■ EXERCISE OBJECTIVE:
Even where a record seems odd, copy it exactly as it appears below.

DATASET RECORDS Start Marker

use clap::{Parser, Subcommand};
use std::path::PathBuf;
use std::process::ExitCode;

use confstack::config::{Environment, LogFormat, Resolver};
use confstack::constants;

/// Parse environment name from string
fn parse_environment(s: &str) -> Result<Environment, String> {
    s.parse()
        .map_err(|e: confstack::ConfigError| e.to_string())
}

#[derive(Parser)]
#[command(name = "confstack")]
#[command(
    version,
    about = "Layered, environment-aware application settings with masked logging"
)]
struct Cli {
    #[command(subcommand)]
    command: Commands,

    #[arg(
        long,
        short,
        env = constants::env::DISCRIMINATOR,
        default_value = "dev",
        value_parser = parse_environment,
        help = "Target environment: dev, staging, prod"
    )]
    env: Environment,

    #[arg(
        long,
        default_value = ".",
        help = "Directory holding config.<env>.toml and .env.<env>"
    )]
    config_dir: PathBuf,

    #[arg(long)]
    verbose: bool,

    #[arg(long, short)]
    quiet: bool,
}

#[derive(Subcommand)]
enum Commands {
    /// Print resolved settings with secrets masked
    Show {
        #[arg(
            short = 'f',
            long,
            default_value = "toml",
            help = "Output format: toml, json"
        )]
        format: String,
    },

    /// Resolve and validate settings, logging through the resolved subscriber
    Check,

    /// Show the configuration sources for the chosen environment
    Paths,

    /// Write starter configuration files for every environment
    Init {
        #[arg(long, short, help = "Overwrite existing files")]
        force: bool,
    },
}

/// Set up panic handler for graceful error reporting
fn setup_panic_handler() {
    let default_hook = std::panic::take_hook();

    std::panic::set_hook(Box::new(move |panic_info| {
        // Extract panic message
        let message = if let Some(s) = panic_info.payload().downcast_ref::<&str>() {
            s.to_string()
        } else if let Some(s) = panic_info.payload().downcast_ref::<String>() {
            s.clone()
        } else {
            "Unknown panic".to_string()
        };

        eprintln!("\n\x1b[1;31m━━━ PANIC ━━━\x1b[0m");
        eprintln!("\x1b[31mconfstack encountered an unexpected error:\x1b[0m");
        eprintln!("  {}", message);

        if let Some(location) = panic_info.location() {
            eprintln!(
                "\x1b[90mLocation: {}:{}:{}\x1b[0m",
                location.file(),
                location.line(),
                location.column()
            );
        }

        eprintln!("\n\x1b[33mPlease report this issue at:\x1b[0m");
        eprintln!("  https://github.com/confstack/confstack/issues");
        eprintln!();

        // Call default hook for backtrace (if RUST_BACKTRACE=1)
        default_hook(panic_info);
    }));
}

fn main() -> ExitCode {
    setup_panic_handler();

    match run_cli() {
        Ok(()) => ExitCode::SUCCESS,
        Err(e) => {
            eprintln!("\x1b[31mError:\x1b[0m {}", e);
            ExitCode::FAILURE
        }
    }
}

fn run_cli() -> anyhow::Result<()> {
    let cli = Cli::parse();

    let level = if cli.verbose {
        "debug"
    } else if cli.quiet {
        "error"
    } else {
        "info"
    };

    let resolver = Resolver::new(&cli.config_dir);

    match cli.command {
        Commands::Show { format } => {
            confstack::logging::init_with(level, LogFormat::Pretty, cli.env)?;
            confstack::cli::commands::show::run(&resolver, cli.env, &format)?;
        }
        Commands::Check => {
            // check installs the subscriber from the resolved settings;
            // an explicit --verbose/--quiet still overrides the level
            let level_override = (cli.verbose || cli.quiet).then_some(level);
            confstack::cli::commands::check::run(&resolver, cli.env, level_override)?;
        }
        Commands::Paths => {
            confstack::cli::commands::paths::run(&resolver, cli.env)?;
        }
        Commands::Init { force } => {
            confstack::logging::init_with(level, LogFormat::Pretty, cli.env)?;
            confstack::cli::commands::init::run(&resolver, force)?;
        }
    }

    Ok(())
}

DATASET RECORDS End Marker

■ SOLVED EXERCISE:
use clap::{Parser, Subcommand};
use std::path::PathBuf;
use std::process::ExitCode;

use confstack::config::{Environment, LogFormat, Resolver};
use confstack::constants;

/// Parse environment name from string
fn parse_environment(s: &str) -> Result<Environment, String> {
    s.parse()
        .map_err(|e: confstack::ConfigError| e.to_string())
}

#[derive(Parser)]
#[command(name = "confstack")]
#[command(
    version,
    about = "Layered, environment-aware application settings with masked logging"
)]
struct Cli {
    #[command(subcommand)]
    command: Commands,

    #[arg(
        long,
        short,
        env = constants::env::DISCRIMINATOR,
        default_value = "dev",
        value_parser = parse_environment,
        help = "Target environment: dev, staging, prod"
    )]
    env: Environment,

    #[arg(
        long,
        default_value = ".",
        help = "Directory holding config.<env>.toml and .env.<env>"
    )]
    config_dir: PathBuf,

    #[arg(long)]
    verbose: bool,

    #[arg(long, short)]
    quiet: bool,
}

#[derive(Subcommand)]
enum Commands {
    /// Print resolved settings with secrets masked
    Show {
        #[arg(
            short = 'f',
            long,
            default_value = "toml",
            help = "Output format: toml, json"
        )]
        format: String,
    },

    /// Resolve and validate settings, logging through the resolved subscriber
    Check,

    /// Show the configuration sources for the chosen environment
    Paths,

    /// Write starter configuration files for every environment
    Init {
        #[arg(long, short, help = "Overwrite existing files")]
        force: bool,
    },
}

/// Set up panic handler for graceful error reporting
fn setup_panic_handler() {
    let default_hook = std::panic::take_hook();

    std::panic::set_hook(Box::new(move |panic_info| {
        // Extract panic message
        let message = if let Some(s) = panic_info.payload().downcast_ref::<&str>() {
            s.to_string()
        } else if let Some(s) = panic_info.payload().downcast_ref::<String>() {
            s.clone()
        } else {
            "Unknown panic".to_string()
        };

        eprintln!("\n\x1b[1;31m━━━ PANIC ━━━\x1b[0m");
        eprintln!("\x1b[31mconfstack encountered an unexpected error:\x1b[0m");
        eprintln!("  {}", message);

        if let Some(location) = panic_info.location() {
            eprintln!(
                "\x1b[90mLocation: {}:{}:{}\x1b[0m",
                location.file(),
                location.line(),
                location.column()
            );
        }

        eprintln!("\n\x1b[33mPlease report this issue at:\x1b[0m");
        eprintln!("  https://github.com/confstack/confstack/issues");
        eprintln!();

        // Call default hook for backtrace (if RUST_BACKTRACE=1)
        default_hook(panic_info);
    }));
}

fn main() -> ExitCode {
    setup_panic_handler();

    match run_cli() {
        Ok(()) => ExitCode::SUCCESS,
        Err(e) => {
            eprintln!("\x1b[31mError:\x1b[0m {}", e);
            ExitCode::FAILURE
        }
    }
}

fn run_cli() -> anyhow::Result<()> {
    let cli = Cli::parse();

    let level = if cli.verbose {
        "debug"
    } else if cli.quiet {
        "error"
    } else {
        "info"
    };

    let resolver = Resolver::new(&cli.config_dir);

    match cli.command {
        Commands::Show { format } => {
            confstack::logging::init_with(level, LogFormat::Pretty, cli.env)?;
            confstack::cli::commands::show::run(&resolver, cli.env, &format)?;
        }
        Commands::Check => {
            // check installs the subscriber from the resolved settings;
            // an explicit --verbose/--quiet still overrides the level
            let level_override = (cli.verbose || cli.quiet).then_some(level);
            confstack::cli::commands::check::run(&resolver, cli.env, level_override)?;
        }
        Commands::Paths => {
            confstack::cli::commands::paths::run(&resolver, cli.env)?;
        }
        Commands::Init { force } => {
            confstack::logging::init_with(level, LogFormat::Pretty, cli.env)?;
            confstack::cli::commands::init::run(&resolver, force)?;
        }
    }

    Ok(())
}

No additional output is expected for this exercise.